For instance, this excerpt from Truss’ book pokes fun at misapplying the punctuation mark:

A panda walks into a café. He orders a sandwich, eats it, then draws a gun and proceeds to fire it at the other patrons.

“Why?” asks the confused, surviving waiter amidst the carnage, as the panda makes towards the exit. The panda produces a badly punctuated wildlife manual and tosses it over his shoulder.

“Well, I’m a panda,” he says. “Look it up.”

The waiter turns to the relevant entry in the manual and, sure enough, finds an explanation. “Panda. Large black-and-white bear-like mammal, native to China. Eats, shoots and leaves.

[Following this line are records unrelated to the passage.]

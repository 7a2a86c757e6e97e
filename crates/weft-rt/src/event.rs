// SPDX-License-Identifier: (MIT OR Apache-2.0)
//! Events: manual- or auto-reset, coroutine-aware.
//!
//! [`Event`] can be waited on from coroutines and plain threads alike.
//! Coroutine waiters park on a wait record and race signalers against
//! their timer; thread waiters use the condvar with a signal sequence
//! number so a wake can be told apart from a spurious return.
//! [`SyncEvent`] is the thread-only variant.

use std::collections::VecDeque;
use std::sync::atomic::AtomicU32;
use std::sync::{Arc, Condvar, Mutex};
use std::time::{Duration, Instant};

use crate::sched::coro::CoHandle;
use crate::sched::manager;
use crate::sched::scheduler;
use crate::sched::wait::{WaitState, INFINITE, ST_TIMEOUT};

struct EvWaiter {
    co: CoHandle,
    state: Arc<WaitState>,
}

struct EventState {
    signaled: bool,
    /// Parked coroutines, FIFO.
    wc: VecDeque<EvWaiter>,
    /// Number of threads blocked on the condvar.
    wt: u32,
    /// Signal sequence number; bumped when thread waiters are released.
    sn: u32,
}

pub(crate) struct EventImpl {
    st: Mutex<EventState>,
    cv: Condvar,
    manual: bool,
    /// Extra payload for the wait-group built on top of this body.
    counter: AtomicU32,
}

impl EventImpl {
    pub(crate) fn new(manual_reset: bool, signaled: bool, counter: u32) -> Self {
        Self {
            st: Mutex::new(EventState {
                signaled,
                wc: VecDeque::new(),
                wt: 0,
                sn: 0,
            }),
            cv: Condvar::new(),
            manual: manual_reset,
            counter: AtomicU32::new(counter),
        }
    }

    pub(crate) fn counter(&self) -> &AtomicU32 {
        &self.counter
    }

    /// Wait up to `ms` milliseconds (`INFINITE` disables the timer).
    /// Returns true when the event was signaled, false on timeout.
    pub(crate) fn wait_ms(&self, ms: u32) -> bool {
        match scheduler::current_coroutine() {
            Some(co) => {
                let state = {
                    let mut st = self.st.lock().unwrap();
                    if st.signaled {
                        if !self.manual {
                            st.signaled = false;
                        }
                        return true;
                    }
                    if ms == 0 {
                        return false;
                    }
                    // Records whose timer already fired are dead weight;
                    // shed the leading ones while we are here.
                    while st
                        .wc
                        .front()
                        .is_some_and(|w| w.state.get() == ST_TIMEOUT)
                    {
                        st.wc.pop_front();
                    }
                    let state = Arc::new(WaitState::new());
                    st.wc.push_back(EvWaiter {
                        co,
                        state: state.clone(),
                    });
                    state
                };
                !scheduler::suspend_current(state, ms)
            }
            None => {
                let mut st = self.st.lock().unwrap();
                if st.signaled {
                    if !self.manual {
                        st.signaled = false;
                    }
                    return true;
                }
                if ms == 0 {
                    return false;
                }
                let sn = st.sn;
                st.wt += 1;
                if ms == INFINITE {
                    loop {
                        st = self.cv.wait(st).unwrap();
                        if st.sn != sn {
                            return true;
                        }
                    }
                } else {
                    let deadline = Instant::now() + Duration::from_millis(ms as u64);
                    loop {
                        if st.sn != sn {
                            return true;
                        }
                        let now = Instant::now();
                        if now >= deadline {
                            // Still registered; take ourselves back out.
                            st.wt -= 1;
                            return false;
                        }
                        st = self.cv.wait_timeout(st, deadline - now).unwrap().0;
                    }
                }
            }
        }
    }

    /// Wake every current waiter. When nobody is waiting, the signal
    /// sticks until the next waiter consumes it.
    pub(crate) fn signal(&self) {
        let mut to_wake: Vec<CoHandle> = Vec::new();
        {
            let mut st = self.st.lock().unwrap();
            let has_wt = st.wt > 0;
            if has_wt {
                st.wt = 0;
            }
            let mut has_wc = false;
            for w in st.wc.drain(..) {
                if w.state.try_ready() {
                    has_wc = true;
                    to_wake.push(w.co);
                }
                // A lost race means that waiter's timer already claimed
                // it; just drop the record.
            }
            if has_wt || has_wc {
                if st.signaled && !self.manual {
                    st.signaled = false;
                }
                if has_wt {
                    st.sn = st.sn.wrapping_add(1);
                    self.cv.notify_all();
                }
            } else if !st.signaled {
                st.signaled = true;
            }
        }
        for co in to_wake {
            manager::add_ready(co);
        }
    }

    pub(crate) fn reset(&self) {
        self.st.lock().unwrap().signaled = false;
    }
}

/// A manual- or auto-reset event usable from coroutines and threads.
/// Cheap to clone; clones share one event.
#[derive(Clone)]
pub struct Event {
    inner: Arc<EventImpl>,
}

impl Event {
    pub fn new(manual_reset: bool, signaled: bool) -> Self {
        Self {
            inner: Arc::new(EventImpl::new(manual_reset, signaled, 0)),
        }
    }

    /// Block until signaled.
    pub fn wait(&self) {
        self.inner.wait_ms(INFINITE);
    }

    /// Block up to `ms` milliseconds. Returns false on timeout. `0`
    /// polls without blocking; `u32::MAX` waits forever.
    pub fn wait_for(&self, ms: u32) -> bool {
        self.inner.wait_ms(ms)
    }

    pub fn signal(&self) {
        self.inner.signal();
    }

    /// Clear a pending signal (manual-reset events).
    pub fn reset(&self) {
        self.inner.reset();
    }
}

struct SyncState {
    signaled: bool,
    wt: u32,
    sn: u32,
}

/// Thread-only event. The scheduler uses one to join its own loop, so
/// this must not depend on any coroutine machinery.
pub struct SyncEvent {
    st: Mutex<SyncState>,
    cv: Condvar,
    manual: bool,
}

impl SyncEvent {
    pub fn new(manual_reset: bool, signaled: bool) -> Self {
        Self {
            st: Mutex::new(SyncState {
                signaled,
                wt: 0,
                sn: 0,
            }),
            cv: Condvar::new(),
            manual: manual_reset,
        }
    }

    pub fn wait(&self) {
        let mut st = self.st.lock().unwrap();
        if st.signaled {
            if !self.manual {
                st.signaled = false;
            }
            return;
        }
        let sn = st.sn;
        st.wt += 1;
        while st.sn == sn {
            st = self.cv.wait(st).unwrap();
        }
    }

    /// Returns false on timeout.
    pub fn wait_for(&self, ms: u32) -> bool {
        let mut st = self.st.lock().unwrap();
        if st.signaled {
            if !self.manual {
                st.signaled = false;
            }
            return true;
        }
        if ms == 0 {
            return false;
        }
        let sn = st.sn;
        st.wt += 1;
        let deadline = Instant::now() + Duration::from_millis(ms as u64);
        loop {
            if st.sn != sn {
                return true;
            }
            let now = Instant::now();
            if now >= deadline {
                st.wt -= 1;
                return false;
            }
            st = self.cv.wait_timeout(st, deadline - now).unwrap().0;
        }
    }

    pub fn signal(&self) {
        let mut st = self.st.lock().unwrap();
        if st.wt > 0 {
            st.wt = 0;
            if st.signaled && !self.manual {
                st.signaled = false;
            }
            st.sn = st.sn.wrapping_add(1);
            self.cv.notify_all();
        } else if !st.signaled {
            st.signaled = true;
        }
    }

    pub fn reset(&self) {
        self.st.lock().unwrap().signaled = false;
    }
}

#[cfg(test)]
mod tests {
    use super::*;
    use std::thread;

    #[test]
    fn initially_signaled_consumes_on_auto_reset() {
        let ev = Event::new(false, true);
        assert!(ev.wait_for(0));
        assert!(!ev.wait_for(0)); // consumed
    }

    #[test]
    fn manual_reset_stays_signaled_until_reset() {
        let ev = Event::new(true, true);
        assert!(ev.wait_for(0));
        assert!(ev.wait_for(0));
        ev.reset();
        assert!(!ev.wait_for(0));
    }

    #[test]
    fn sticky_signal_with_no_waiters() {
        let ev = Event::new(false, false);
        ev.signal();
        assert!(ev.wait_for(0));
        assert!(!ev.wait_for(0));
    }

    #[test]
    fn thread_wait_times_out() {
        let ev = Event::new(false, false);
        let start = Instant::now();
        assert!(!ev.wait_for(30));
        assert!(start.elapsed() >= Duration::from_millis(29));
    }

    #[test]
    fn signal_releases_blocked_thread() {
        let ev = Event::new(false, false);
        let ev2 = ev.clone();
        let h = thread::spawn(move || ev2.wait_for(5000));
        thread::sleep(Duration::from_millis(20));
        ev.signal();
        assert!(h.join().unwrap());
    }

    #[test]
    fn signal_releases_all_threads() {
        let ev = Event::new(true, false);
        let mut handles = vec![];
        for _ in 0..4 {
            let ev = ev.clone();
            handles.push(thread::spawn(move || ev.wait_for(5000)));
        }
        thread::sleep(Duration::from_millis(20));
        ev.signal();
        for h in handles {
            assert!(h.join().unwrap());
        }
    }

    #[test]
    fn sync_event_signal_and_wait() {
        let ev = Arc::new(SyncEvent::new(true, false));
        let ev2 = ev.clone();
        let h = thread::spawn(move || ev2.wait());
        thread::sleep(Duration::from_millis(10));
        ev.signal();
        h.join().unwrap();
        // A signal with nobody waiting sticks.
        ev.signal();
        assert!(ev.wait_for(0));
    }

    #[test]
    fn sync_event_timeout() {
        let ev = SyncEvent::new(false, false);
        assert!(!ev.wait_for(20));
    }
}
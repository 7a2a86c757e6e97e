// SPDX-License-Identifier: (MIT OR Apache-2.0)
//! Scheduler internals.
//!
//! Components:
//! - `context`   — machine context make/jump (per-arch asm)
//! - `coro`      — coroutine descriptors + per-scheduler pool
//! - `stack`     — fixed stack slots, evacuation, guard pages
//! - `timer`     — deadline-ordered timer wheel
//! - `mailbox`   — MPSC feeds of new closures and ready coroutines
//! - `epoll`     — readiness backend + cross-thread wake
//! - `wait`      — the signaler/timer race cell
//! - `scheduler` — the event loop, resume/yield
//! - `manager`   — scheduler pool + load-based routing

pub(crate) mod context;
pub(crate) mod coro;
pub(crate) mod epoll;
pub(crate) mod mailbox;
pub(crate) mod manager;
pub(crate) mod scheduler;
pub(crate) mod stack;
pub(crate) mod timer;
pub(crate) mod wait;
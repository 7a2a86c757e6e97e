// SPDX-License-Identifier: (MIT OR Apache-2.0)
//! Shutdown policy. Lives in its own binary: once the pool is stopped,
//! no other test could share the process.

use std::sync::atomic::{AtomicU32, Ordering};
use std::sync::Arc;
use std::time::Duration;

use weft_rt as weft;
use weft_rt::{Event, WaitGroup};

#[test]
fn stop_abandons_parked_coroutines() {
    let finished = Arc::new(AtomicU32::new(0));
    let wg = WaitGroup::new(4);
    for _ in 0..4 {
        let finished = finished.clone();
        let wg = wg.clone();
        weft::go(move || {
            finished.fetch_add(1, Ordering::Relaxed);
            wg.done();
        });
    }
    wg.wait();

    // Park a coroutine on an event nobody will ever signal.
    let ev = Event::new(false, false);
    let parked = Arc::new(AtomicU32::new(0));
    {
        let ev = ev.clone();
        let parked = parked.clone();
        weft::go(move || {
            parked.store(1, Ordering::Release);
            ev.wait();
            // Never reached: the runtime stops first.
            parked.store(2, Ordering::Release);
        });
    }
    while parked.load(Ordering::Acquire) == 0 {
        std::thread::sleep(Duration::from_millis(1));
    }

    // Stop is best-effort: it returns once the loops exited, leaving
    // the parked coroutine behind, and is idempotent.
    weft::stop_scheds();
    weft::stop_scheds();

    assert_eq!(finished.load(Ordering::Relaxed), 4);
    assert_eq!(parked.load(Ordering::Acquire), 1);
}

When we think of translation, what often come to our mind are larger units, such as words, instead of tinier units, such as punctuation marks. In fact, punctuation marks are empowering. They form powerful connections by creating a relationship between the writer and reader. Failure or confusion in understanding punctuation marks in a source language results in problems when meaning is transferred onto the target language. Because punctuation marks help the writer in organizing his text, when translators overlook or misunderstand them, the reader may be left feeling bewildered and frustrated.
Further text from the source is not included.